An unremarkable advertisement, somewhere on the tram, promoted the newly extended bus shuttle connecting Berlin with the (outdoor) Polish market of Hohenwutzen – daily schedule. For the unbeatable price of only 10 Euros return, I could finally go and see for myself what the fuss of the Polenmarkt was about. I asked my equally curious and photo-savvy friend Hieronymus if he’d like to go with me and see the madness ourselves.

For those of you who did not grow up in the former GdR, the Polenmarkt in Hohenwutzen is a wondrous place just a few kilometres away from the reach of strict German law and its party poopers (the police). The Polenmarkt, as we call it (as opposed to Polnischer Markt) , that’s where petrol and knockoff clothes are plenty, booze and cigarettes are cheap, and best of all, everyone speaks German.

Other families made the trip frequently back then; they crammed their trunks with all sorts of dead cheap stuff, well beyond the allowed limit, and somehow made it past the border, back to Brandenburg or Berlin, unhindered.

But not my family. We didn’t even own a car – my parents understandably thought it was a waste to have one in Berlin. However, I wasn’t even envious of the other kids’ jetset life, as that place in Poland offered only little that a Game Boy or a computer with ISDN couldn’t give me. Or so I thought.
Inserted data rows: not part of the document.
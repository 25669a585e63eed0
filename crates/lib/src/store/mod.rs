//! Storage boundary: the [`ItemStore`] trait and backends.
//!
//! Everything above this module works with wire-form items (maps of
//! [`AttributeValue`]) and never sees how a backend stores them. A backend
//! implements the four item operations; [`MemoryStore`] is the in-process
//! reference backend used by tests and local development.

use std::collections::BTreeMap;

use crate::codec::{AttributeUpdate, AttributeValue};

mod errors;
mod memory;
#[cfg(test)]
mod tests;

pub use errors::StoreError;
pub use memory::MemoryStore;

/// A wire-form item: attribute names to tagged values.
pub type Item = BTreeMap<String, AttributeValue>;

/// The wire-form key attributes identifying one item.
pub type KeySelector = BTreeMap<String, AttributeValue>;

/// The item operations a storage backend must provide.
///
/// Writes are item-granular for `put_item` and attribute-granular for
/// `update_item`. Backends are shared across threads behind an `Arc`.
pub trait ItemStore: Send + Sync {
    /// Write a full item, failing if an item already exists under `key`.
    ///
    /// The insert-if-absent condition makes first saves conflict-safe: a
    /// duplicate key surfaces as [`StoreError::ConditionFailed`].
    fn put_item(&self, table: &str, key: &KeySelector, item: Item) -> crate::Result<()>;

    /// Apply attribute-level updates to the item under `key`.
    ///
    /// Upsert semantics: when no item exists, one is created from the key
    /// attributes and the `PUT` updates.
    fn update_item(
        &self,
        table: &str,
        key: &KeySelector,
        updates: BTreeMap<String, AttributeUpdate>,
    ) -> crate::Result<()>;

    /// Read the item under `key`, optionally projecting to a subset of
    /// attributes. Returns `None` when no item exists.
    fn get_item(
        &self,
        table: &str,
        key: &KeySelector,
        attributes_to_get: Option<&[String]>,
    ) -> crate::Result<Option<Item>>;

    /// Remove the item under `key`. Removing an absent item is not an
    /// error.
    fn delete_item(&self, table: &str, key: &KeySelector) -> crate::Result<()>;
}
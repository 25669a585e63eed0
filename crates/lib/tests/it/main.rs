/*! Integration tests for Dynadoc.
 *
 * This test suite is organized as a single integration test binary
 * following the pattern described by matklad in
 * https://matklad.github.io/2021/02/27/delete-cargo-integration-tests.html
 *
 * - persistence: End-to-end document lifecycle through a repository and
 *   the in-memory store
 * - wire: Serialized wire shapes of items and partial updates
 */

use tracing_subscriber::EnvFilter;

#[ctor::ctor]
fn init_test_tracing() {
    let _ = tracing_subscriber::fmt()
        .with_env_filter(
            EnvFilter::from_default_env().add_directive("dynadoc=info".parse().unwrap()),
        )
        .with_test_writer()
        .try_init();
}

mod persistence;
mod wire;
//! Exact decimal numbers in canonical string form.
//!
//! DynamoDB transmits every number as a decimal string. `Number` keeps that
//! representation in-process so a value can travel application -> wire ->
//! application without ever passing through a binary float. Equality and
//! ordering are numeric, and the canonical form is unique per value, so the
//! string itself can double as a hash/equality key.

use std::cmp::Ordering;
use std::fmt;
use std::str::FromStr;

use crate::value::errors::ValueError;

/// An exact decimal scalar stored in canonical string form.
///
/// The canonical form is: optional `-` sign, an integer part with no leading
/// zeros (`0` itself is allowed), and an optional fractional part with no
/// trailing zeros. No exponent, no `+` sign, no whitespace. Every
/// representable value has exactly one canonical form, which makes derived
/// string equality coincide with numeric equality.
///
/// ```
/// # use dynadoc::value::Number;
/// let n: Number = "-3.25".parse().unwrap();
/// assert_eq!(n.to_string(), "-3.25");
/// assert!("00".parse::<Number>().is_err());
/// assert!("1e5".parse::<Number>().is_err());
/// ```
#[derive(Debug, Clone, PartialEq, Eq, Hash)]
pub struct Number(String);

impl Number {
    /// Parse a canonical decimal string.
    ///
    /// Rejects anything that is not already in canonical form: leading
    /// zeros (`"00"`, `"042"`), trailing fractional zeros (`"1.50"`),
    /// exponents, explicit `+`, bare points (`".5"`, `"1."`), negative
    /// zero, and whitespace. Strictness here is what enforces the
    /// transparent-coercion rule for string-typed numeric input.
    pub fn parse(input: &str) -> Result<Self, ValueError> {
        match split_canonical(input) {
            Some(_) => Ok(Number(input.to_string())),
            None => Err(ValueError::InvalidNumber {
                input: input.to_string(),
                reason: "not a canonical decimal string".to_string(),
            }),
        }
    }

    /// Build from a native integer. Integer display form is always canonical.
    pub fn from_i64(value: i64) -> Self {
        Number(value.to_string())
    }

    /// Build from a finite float via its shortest round-trip decimal form.
    ///
    /// Rust's float formatting emits the shortest string that re-parses to
    /// the same value, so the resulting `Number` re-reads as exactly the
    /// input float. Exponent forms produced for large or tiny magnitudes
    /// are expanded to plain decimals. Non-finite input is rejected.
    pub fn from_f64(value: f64) -> Result<Self, ValueError> {
        if !value.is_finite() {
            return Err(ValueError::InvalidNumber {
                input: value.to_string(),
                reason: "non-finite floats have no decimal form".to_string(),
            });
        }
        if value == 0.0 {
            // Also folds -0.0 into the single canonical zero.
            return Ok(Number("0".to_string()));
        }
        let repr = value.to_string();
        if split_canonical(&repr).is_some() {
            return Ok(Number(repr));
        }
        expand_exponent(&repr)
    }

    /// The canonical decimal string.
    pub fn as_str(&self) -> &str {
        &self.0
    }

    /// True when the value has no fractional part.
    pub fn is_integral(&self) -> bool {
        !self.0.contains('.')
    }

    /// Narrow to `i64` when integral and in range.
    pub fn as_i64(&self) -> Option<i64> {
        if self.is_integral() {
            self.0.parse().ok()
        } else {
            None
        }
    }

    /// Nearest `f64`. Lossy for values beyond float precision; callers
    /// that need exactness keep the `Number` instead.
    pub fn to_f64(&self) -> f64 {
        // Canonical strings are always valid float syntax; out-of-range
        // magnitudes saturate to infinity per IEEE 754 parsing rules.
        self.0.parse().unwrap_or(f64::NAN)
    }
}

impl fmt::Display for Number {
    fn fmt(&self, f: &mut fmt::Formatter<'_>) -> fmt::Result {
        f.write_str(&self.0)
    }
}

impl FromStr for Number {
    type Err = ValueError;

    fn from_str(s: &str) -> Result<Self, Self::Err> {
        Number::parse(s)
    }
}

impl From<i64> for Number {
    fn from(value: i64) -> Self {
        Number::from_i64(value)
    }
}

impl From<i32> for Number {
    fn from(value: i32) -> Self {
        Number::from_i64(value as i64)
    }
}

impl AsRef<str> for Number {
    fn as_ref(&self) -> &str {
        &self.0
    }
}

impl Ord for Number {
    fn cmp(&self, other: &Self) -> Ordering {
        // Canonical form is unique, so string equality already implies
        // numeric equality; this only has to order distinct values.
        let (a_neg, a_int, a_frac) = split_canonical(&self.0).unwrap_or((false, "0", ""));
        let (b_neg, b_int, b_frac) = split_canonical(&other.0).unwrap_or((false, "0", ""));
        match (a_neg, b_neg) {
            (false, true) => Ordering::Greater,
            (true, false) => Ordering::Less,
            (false, false) => cmp_magnitude(a_int, a_frac, b_int, b_frac),
            (true, true) => cmp_magnitude(a_int, a_frac, b_int, b_frac).reverse(),
        }
    }
}

impl PartialOrd for Number {
    fn partial_cmp(&self, other: &Self) -> Option<Ordering> {
        Some(self.cmp(other))
    }
}

/// Split a canonical decimal string into (negative, integer digits,
/// fraction digits). Returns `None` when the input is not canonical.
fn split_canonical(s: &str) -> Option<(bool, &str, &str)> {
    let (neg, rest) = match s.strip_prefix('-') {
        Some(r) => (true, r),
        None => (false, s),
    };
    let (int_part, frac_part, has_point) = match rest.split_once('.') {
        Some((i, f)) => (i, f, true),
        None => (rest, "", false),
    };
    if int_part.is_empty() || !int_part.bytes().all(|b| b.is_ascii_digit()) {
        return None;
    }
    if int_part.len() > 1 && int_part.starts_with('0') {
        return None;
    }
    if has_point
        && (frac_part.is_empty()
            || !frac_part.bytes().all(|b| b.is_ascii_digit())
            || frac_part.ends_with('0'))
    {
        return None;
    }
    // "-0" and "-0.0" style negative zeros are not canonical.
    if neg && int_part == "0" && frac_part.is_empty() {
        return None;
    }
    Some((neg, int_part, frac_part))
}

/// Compare two non-negative magnitudes given as integer/fraction digits.
fn cmp_magnitude(a_int: &str, a_frac: &str, b_int: &str, b_frac: &str) -> Ordering {
    a_int
        .len()
        .cmp(&b_int.len())
        .then_with(|| a_int.cmp(b_int))
        .then_with(|| cmp_fractions(a_frac, b_frac))
}

/// Compare fraction digit strings, right-padding the shorter with zeros.
fn cmp_fractions(a: &str, b: &str) -> Ordering {
    let mut a_digits = a.bytes();
    let mut b_digits = b.bytes();
    loop {
        match (a_digits.next(), b_digits.next()) {
            (None, None) => return Ordering::Equal,
            (da, db) => {
                let da = da.unwrap_or(b'0');
                let db = db.unwrap_or(b'0');
                if da != db {
                    return da.cmp(&db);
                }
            }
        }
    }
}

/// Expand a float's exponent form (`"1.2345e7"`, `"-5e-3"`) into a plain
/// canonical decimal string.
fn expand_exponent(repr: &str) -> Result<Number, ValueError> {
    let invalid = || ValueError::InvalidNumber {
        input: repr.to_string(),
        reason: "unrecognized float representation".to_string(),
    };
    let (mantissa, exponent) = repr.split_once(['e', 'E']).ok_or_else(invalid)?;
    let exponent: i64 = exponent.parse().map_err(|_| invalid())?;
    let (neg, mantissa) = match mantissa.strip_prefix('-') {
        Some(m) => (true, m),
        None => (false, mantissa),
    };
    let (int_part, frac_part) = match mantissa.split_once('.') {
        Some((i, f)) => (i, f),
        None => (mantissa, ""),
    };
    if int_part.is_empty()
        || !int_part.bytes().all(|b| b.is_ascii_digit())
        || !frac_part.bytes().all(|b| b.is_ascii_digit())
    {
        return Err(invalid());
    }

    let digits = format!("{int_part}{frac_part}");
    // Index of the decimal point within `digits` after applying the exponent.
    let point = int_part.len() as i64 + exponent;

    let (int_digits, frac_digits) = if point <= 0 {
        let zeros = "0".repeat(point.unsigned_abs() as usize);
        ("0".to_string(), format!("{zeros}{digits}"))
    } else if (point as usize) >= digits.len() {
        let zeros = "0".repeat(point as usize - digits.len());
        (format!("{digits}{zeros}"), String::new())
    } else {
        let (i, f) = digits.split_at(point as usize);
        (i.to_string(), f.to_string())
    };

    Ok(make_canonical(neg, &int_digits, &frac_digits))
}

/// Assemble a canonical `Number` from raw digit strings, trimming redundant
/// zeros on both ends.
fn make_canonical(neg: bool, int_digits: &str, frac_digits: &str) -> Number {
    let int_trimmed = int_digits.trim_start_matches('0');
    let int_part = if int_trimmed.is_empty() { "0" } else { int_trimmed };
    let frac_part = frac_digits.trim_end_matches('0');

    if int_part == "0" && frac_part.is_empty() {
        return Number("0".to_string());
    }
    let sign = if neg { "-" } else { "" };
    if frac_part.is_empty() {
        Number(format!("{sign}{int_part}"))
    } else {
        Number(format!("{sign}{int_part}.{frac_part}"))
    }
}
It took another fifteen, sixteen years for me to realize that Polenmarkt, after all, could be an interesting place to visit. They’d sell not only the sort of inadvertently hilarious fake sneakers I secretly collect but also attract the low-income layer of East Berlin’s population.
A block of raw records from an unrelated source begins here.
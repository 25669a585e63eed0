//! End-to-end document lifecycle through a repository.

use std::collections::BTreeMap;
use std::sync::Arc;

use dynadoc::schema::FieldDef;
use dynadoc::{FieldType, MemoryStore, Repository, Schema, Value};

fn person_repository(store: Arc<MemoryStore>) -> Repository {
    let mut prefs = FieldDef::new("preferences", FieldType::Map);
    prefs.label = Some("User preferences".to_string());

    let schema = Arc::new(
        Schema::builder("people")
            .hash_key("id", FieldType::String)
            .unwrap()
            .field("first_name", FieldType::String)
            .field("age", FieldType::Integer)
            .field("balance", FieldType::Decimal)
            .field_def(prefs)
            .build()
            .unwrap(),
    );
    store.create_table("people");
    Repository::new(schema, store)
}

#[test]
fn test_document_lifecycle() {
    let store = Arc::new(MemoryStore::new());
    let repo = person_repository(store.clone());

    // Build: string input coerces to the declared integer type.
    let mut doc = repo.new_document();
    doc.set("id", "person-1").unwrap();
    doc.set("first_name", "peter").unwrap();
    doc.set("age", "30").unwrap();
    assert_eq!(doc.get("age").unwrap(), Some(&Value::Int(30)));
    assert!(doc.is_new());
    assert!(doc.is_changed());

    // First save is a conditional insert.
    repo.save(&mut doc).unwrap();
    assert!(!doc.is_new());
    assert!(!doc.is_changed());
    assert_eq!(store.item_count("people"), Some(1));

    // Partial update: only the changed attribute ships.
    doc.set("age", 31i64).unwrap();
    repo.save(&mut doc).unwrap();

    let found = repo.find("person-1", None).unwrap().unwrap();
    assert_eq!(found.get("age").unwrap(), Some(&Value::Int(31)));
    assert_eq!(
        found.get("first_name").unwrap(),
        Some(&Value::from("peter"))
    );

    // Delete, then re-save re-inserts.
    let mut found = found;
    repo.delete(&mut found).unwrap();
    assert!(repo.find("person-1", None).unwrap().is_none());
    repo.save(&mut found).unwrap();
    assert!(repo.find("person-1", None).unwrap().is_some());
}

#[test]
fn test_exact_decimals_survive_storage() {
    let store = Arc::new(MemoryStore::new());
    let repo = person_repository(store);

    let big = "123456789012345678901234567890.5";
    let mut doc = repo.new_document();
    doc.set("id", "person-2").unwrap();
    doc.set("balance", big).unwrap();
    repo.save(&mut doc).unwrap();

    let found = repo.find("person-2", None).unwrap().unwrap();
    match found.get("balance").unwrap().unwrap() {
        Value::Decimal(n) => assert_eq!(n.as_str(), big),
        other => panic!("expected a decimal, got {other:?}"),
    }
}

#[test]
fn test_nested_attributes_round_trip() {
    let store = Arc::new(MemoryStore::new());
    let repo = person_repository(store);

    let mut inner = BTreeMap::new();
    inner.insert("theme".to_string(), Value::from("dark"));
    inner.insert("retries".to_string(), Value::Int(3));
    let mut prefs = BTreeMap::new();
    prefs.insert("ui".to_string(), Value::Map(inner));

    let mut doc = repo.new_document();
    doc.set("id", "person-3").unwrap();
    doc.set("preferences", Value::Map(prefs.clone())).unwrap();
    repo.save(&mut doc).unwrap();

    let found = repo.find("person-3", None).unwrap().unwrap();
    assert_eq!(
        found.get("preferences").unwrap(),
        Some(&Value::Map(prefs))
    );
}

#[test]
fn test_concurrent_inserts_one_winner() {
    let store = Arc::new(MemoryStore::new());
    let repo = Arc::new(person_repository(store));

    let handles: Vec<_> = (0..4)
        .map(|i| {
            let repo = repo.clone();
            std::thread::spawn(move || {
                let mut doc = repo.new_document();
                doc.set("id", "contested").unwrap();
                doc.set("age", i as i64).unwrap();
                repo.save(&mut doc)
            })
        })
        .collect();

    let results: Vec<_> = handles.into_iter().map(|h| h.join().unwrap()).collect();
    let winners = results.iter().filter(|r| r.is_ok()).count();
    assert_eq!(winners, 1);
    for result in results.iter().filter(|r| r.is_err()) {
        assert!(result.as_ref().unwrap_err().is_conflict());
    }
}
So off we went. Truth be told, the bus was packed that day – much to the anger of some seasoned bargain hunters. We managed to get on another one operated by another company (turns out this is a business bus companies from even as far as Thüringen caught on).
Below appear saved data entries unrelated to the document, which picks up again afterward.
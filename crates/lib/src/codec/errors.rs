//! Error types for attribute marshaling.

use thiserror::Error;

use crate::schema::FieldType;

/// Structured error types for marshal/unmarshal operations.
///
/// Marshaling errors surface at assignment time, before any document state
/// changes, so a failed write never leaves a half-coerced value behind.
#[non_exhaustive]
#[derive(Debug, Error)]
pub enum CodecError {
    /// The value's runtime kind is not accepted by the declared field type
    #[error("invalid value for {field_type} field: got {actual} '{value}'")]
    InvalidValueType {
        field_type: FieldType,
        actual: &'static str,
        value: String,
    },

    /// The value is the right kind but would lose information when coerced
    #[error("value '{value}' is not transparently coercible to {field_type}")]
    NotTransparentlyCoercible { field_type: FieldType, value: String },

    /// A set value violates the homogeneity rules
    #[error("invalid set: {reason}")]
    InvalidSet { reason: String },

    /// A wire-side number attribute is not in canonical decimal form
    #[error("malformed wire number '{input}'")]
    InvalidNumber { input: String },
}

impl CodecError {
    /// Check if this error is a declared-type mismatch
    pub fn is_invalid_type(&self) -> bool {
        matches!(self, CodecError::InvalidValueType { .. })
    }

    /// Check if this error is a lossy-coercion rejection
    pub fn is_coercion_error(&self) -> bool {
        matches!(self, CodecError::NotTransparentlyCoercible { .. })
    }

    /// Check if this error came from decoding wire data
    pub fn is_wire_error(&self) -> bool {
        matches!(self, CodecError::InvalidNumber { .. })
    }
}

// Conversion from CodecError to the main Error type
impl From<CodecError> for crate::Error {
    fn from(err: CodecError) -> Self {
        crate::Error::Codec(err)
    }
}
Only an hour later we finally crossed the Polish border at Hohenwutzen and after another hundred meters stopped on the spacious parking lot. The excited crowd of noticeably young families and elderly people stormed out of the bus, hoping that they would be the first to pick up all the bargains. It was chaotic.

We had our goals: Find some memorable souvenirs, get some Polish vodka and food, and most of all, soak up the vibe of the place. After all, that’s what you’re supposed to do in this former paper factory that was first destroyed by the Germans and later, after the Wall came down, converted to become more German than any other place one could imagine. Much like Mallorca, it sometimes takes a place abroad to condense all the mundane aspects of dull German culture and bring out both the best and worst of it.

This particular place is perhaps more about the latter, given that you’d find plenty of fake Thor Steinar clothes and Landser CDs. But then again, the same Polish vendors sell Thug Life shirts of German rapper Haftbefehl, as well as equally fake and ridiculously cheap Nike, Adidas and Air Jordan shirts. Can’t argue with supply and demand.

Just as the range of advertisement during a TV segment reveals the preferences and attitudes of the anonymous audience, the booths at the Polenmarkt reveal something about the average customers.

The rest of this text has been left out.